**Assignment**
Collect every line of the records below that contains the word "RefCell".

**Supplied records**

↓

//! Simulated two-wire bus with an MLX90614 slave
//!
//! The master side is a pair of fake pins and a fake delay that all record
//! into one [`Bus`]. The slave reacts to clock edges the way a real device
//! does: it samples SDA on rising SCL, changes its own SDA drive only while
//! SCL is low, and recognises START/STOP as SDA edges while SCL is high.
//! SDA is the wired-AND of both sides.

use core::cell::RefCell;

use heapless::Vec;
use mlx_core::pec::pec;
use mlx_hal::{Delay, FlexPin, InputPin, OutputPin};

pub const LOG_CAPACITY: usize = 4096;

/// What the master did, in order
#[derive(Debug, Clone, Copy, PartialEq, Eq)]
pub enum Event {
    /// SCL driven to a level
    Scl(bool),
    /// SDA released (`true`) or driven low (`false`)
    Sda(bool),
    /// One wait unit
    Wait,
    /// SDA sampled
    Sample,
    DelayUs(u32),
    DelayMs(u32),
}

#[derive(Debug, Clone, Copy, PartialEq, Eq)]
pub enum Phase {
    Idle,
    Ignore,
    Rx,
    RxAck,
    Tx,
    TxAck,
    Done,
}

pub struct Slave {
    pub address: u8,
    pub memory: [u16; 256],
    pub nack_all: bool,
    pub corrupt_pec: bool,
    pub readback: Option<u16>,
    pub stuck_low: bool,
    pub commands: Vec<u8, 8>,
    /// Write Word frames committed to memory
    pub writes: u32,
    pub master_acks: Vec<bool, 8>,
    pub starts: u32,
    pub stops: u32,
    pub phase: Phase,
    expect_address: bool,
    reading: bool,
    shift: u8,
    bits: u8,
    frame: Vec<u8, 8>,
    tx: [u8; 3],
    tx_index: usize,
    acked: bool,
    drive_low: bool,
}

impl Slave {
    fn new(address: u8) -> Self {
        Self {
            address,
            memory: [0; 256],
            nack_all: false,
            corrupt_pec: false,
            readback: None,
            stuck_low: false,
            commands: Vec::new(),
            writes: 0,
            master_acks: Vec::new(),
            starts: 0,
            stops: 0,
            phase: Phase::Idle,
            expect_address: false,
            reading: false,
            shift: 0,
            bits: 0,
            frame: Vec::new(),
            tx: [0; 3],
            tx_index: 0,
            acked: false,
            drive_low: false,
        }
    }

    fn tx_byte(&self) -> u8 {
        self.tx.get(self.tx_index).copied().unwrap_or(0xFF)
    }

    fn on_start(&mut self) {
        self.starts += 1;
        self.phase = Phase::Rx;
        self.expect_address = true;
        self.shift = 0;
        self.bits = 0;
        self.drive_low = false;
    }

    fn on_stop(&mut self) {
        self.stops += 1;
        if !self.reading && self.frame.first() == Some(&(self.address << 1)) {
            let valid = |frame: &[u8]| pec(&frame[..frame.len() - 1]) == frame[frame.len() - 1];
            match *self.frame.as_slice() {
                [_, reg, lo, hi, _] if valid(&self.frame) => {
                    self.memory[reg as usize] = u16::from_le_bytes([lo, hi]);
                    self.writes += 1;
                }
                [_, cmd, _] if valid(&self.frame) => {
                    self.commands.push(cmd).unwrap();
                }
                _ => {}
            }
        }
        self.frame.clear();
        self.reading = false;
        self.phase = Phase::Idle;
        self.drive_low = false;
    }

    fn prepare_read(&mut self) {
        let command = self.frame.get(1).copied().unwrap_or(0);
        let aw = self.address << 1;
        let [lo, hi] = self
            .readback
            .unwrap_or(self.memory[command as usize])
            .to_le_bytes();
        let code = pec(&[aw, command, aw | 1, lo, hi]);
        self.tx = [lo, hi, if self.corrupt_pec { code ^ 0xFF } else { code }];
        self.tx_index = 0;
        self.master_acks.clear();
    }

    fn on_scl_rise(&mut self, sda: bool) {
        match self.phase {
            Phase::Rx => {
                self.shift = (self.shift << 1) | sda as u8;
                self.bits += 1;
            }
            Phase::TxAck => {
                self.acked = !sda;
                self.master_acks.push(self.acked).unwrap();
            }
            _ => {}
        }
    }

    fn on_scl_fall(&mut self) {
        match self.phase {
            Phase::Rx if self.bits == 8 => {
                let byte = self.shift;
                if self.expect_address {
                    self.expect_address = false;
                    if self.nack_all || byte >> 1 != self.address {
                        self.phase = Phase::Ignore;
                        self.drive_low = false;
                        return;
                    }
                    if byte & 0x01 != 0 {
                        self.reading = true;
                        self.frame.push(byte).unwrap();
                        self.prepare_read();
                        self.drive_low = true;
                        self.phase = Phase::RxAck;
                        return;
                    }
                }
                self.frame.push(byte).unwrap();
                self.drive_low = true;
                self.phase = Phase::RxAck;
            }
            Phase::RxAck => {
                if self.reading {
                    self.phase = Phase::Tx;
                    self.bits = 0;
                    self.drive_low = self.tx_byte() & 0x80 == 0;
                } else {
                    self.phase = Phase::Rx;
                    self.bits = 0;
                    self.shift = 0;
                    self.drive_low = false;
                }
            }
            Phase::Tx => {
                self.bits += 1;
                if self.bits == 8 {
                    self.drive_low = false;
                    self.phase = Phase::TxAck;
                } else {
                    self.drive_low = (self.tx_byte() << self.bits) & 0x80 == 0;
                }
            }
            Phase::TxAck => {
                if self.acked {
                    self.tx_index += 1;
                    self.bits = 0;
                    self.phase = Phase::Tx;
                    self.drive_low = self.tx_byte() & 0x80 == 0;
                } else {
                    self.phase = Phase::Done;
                    self.drive_low = false;
                }
            }
            _ => {}
        }
    }
}

pub struct Bus {
    pub scl: bool,
    master_low: bool,
    pub slave: Slave,
    pub log: Vec<Event, LOG_CAPACITY>,
    pub last_spin: Option<u32>,
}

impl Bus {
    /// Idle bus with a slave at `address`
    pub fn new(address: u8) -> RefCell<Self> {
        RefCell::new(Self {
            scl: true,
            master_low: false,
            slave: Slave::new(address),
            log: Vec::new(),
            last_spin: None,
        })
    }

    /// Line level of SDA
    pub fn sda(&self) -> bool {
        !(self.master_low || self.slave.drive_low || self.slave.stuck_low)
    }

    pub fn record(&mut self, event: Event) {
        self.log.push(event).unwrap();
    }

    /// Master drives SCL
    pub fn set_scl(&mut self, high: bool) {
        self.record(Event::Scl(high));
        if high == self.scl {
            return;
        }
        self.scl = high;
        if high {
            let sda = self.sda();
            self.slave.on_scl_rise(sda);
        } else {
            self.slave.on_scl_fall();
        }
    }

    /// Master drives SDA low (`true`) or lets go of it
    pub fn set_master_low(&mut self, low: bool) {
        self.record(Event::Sda(!low));
        let before = self.sda();
        self.master_low = low;
        let after = self.sda();
        if self.scl && before != after {
            if after {
                self.slave.on_stop();
            } else {
                self.slave.on_start();
            }
        }
    }

    /// Number of times `event` was recorded
    pub fn count(&self, event: Event) -> usize {
        self.log.iter().filter(|e| **e == event).count()
    }
}

pub struct SimScl<'a>(pub &'a RefCell<Bus>);

impl OutputPin for SimScl<'_> {
    fn set_high(&mut self) {
        self.0.borrow_mut().set_scl(true);
    }

    fn set_low(&mut self) {
        self.0.borrow_mut().set_scl(false);
    }

    fn is_set_high(&self) -> bool {
        self.0.borrow().scl
    }
}

pub struct SimSda<'a> {
    bus: &'a RefCell<Bus>,
    latch_high: bool,
    output: bool,
}

impl<'a> SimSda<'a> {
    pub fn new(bus: &'a RefCell<Bus>) -> Self {
        Self {
            bus,
            latch_high: true,
            output: false,
        }
    }
}

impl OutputPin for SimSda<'_> {
    fn set_high(&mut self) {
        self.latch_high = true;
        if self.output {
            self.bus.borrow_mut().set_master_low(false);
        }
    }

    fn set_low(&mut self) {
        self.latch_high = false;
        if self.output {
            self.bus.borrow_mut().set_master_low(true);
        }
    }

    fn is_set_high(&self) -> bool {
        self.latch_high
    }
}

impl InputPin for SimSda<'_> {
    fn is_high(&mut self) -> bool {
        let mut bus = self.bus.borrow_mut();
        bus.record(Event::Sample);
        bus.sda()
    }
}

impl FlexPin for SimSda<'_> {
    fn set_as_input(&mut self) {
        self.output = false;
        self.bus.borrow_mut().set_master_low(false);
    }

    fn set_as_output(&mut self) {
        self.output = true;
        self.bus.borrow_mut().set_master_low(!self.latch_high);
    }

    fn is_output(&self) -> bool {
        self.output
    }

    // One event per call, not one per latch/direction step
    fn release(&mut self) {
        self.output = false;
        self.bus.borrow_mut().set_master_low(false);
    }

    fn drive_low(&mut self) {
        self.latch_high = false;
        self.output = true;
        self.bus.borrow_mut().set_master_low(true);
    }
}

pub struct SimDelay<'a>(pub &'a RefCell<Bus>);

impl Delay for SimDelay<'_> {
    fn delay_us(&mut self, us: u32) {
        self.0.borrow_mut().record(Event::DelayUs(us));
    }

    fn delay_ms(&mut self, ms: u32) {
        self.0.borrow_mut().record(Event::DelayMs(ms));
    }

    fn spin(&mut self, iterations: u32) {
        let mut bus = self.0.borrow_mut();
        bus.last_spin = Some(iterations);
        bus.record(Event::Wait);
    }
}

↑

**Exercise output**
use core::cell::RefCell;
    pub fn new(address: u8) -> RefCell<Self> {
        RefCell::new(Self {
pub struct SimScl<'a>(pub &'a RefCell<Bus>);
    bus: &'a RefCell<Bus>,
    pub fn new(bus: &'a RefCell<Bus>) -> Self {
pub struct SimDelay<'a>(pub &'a RefCell<Bus>);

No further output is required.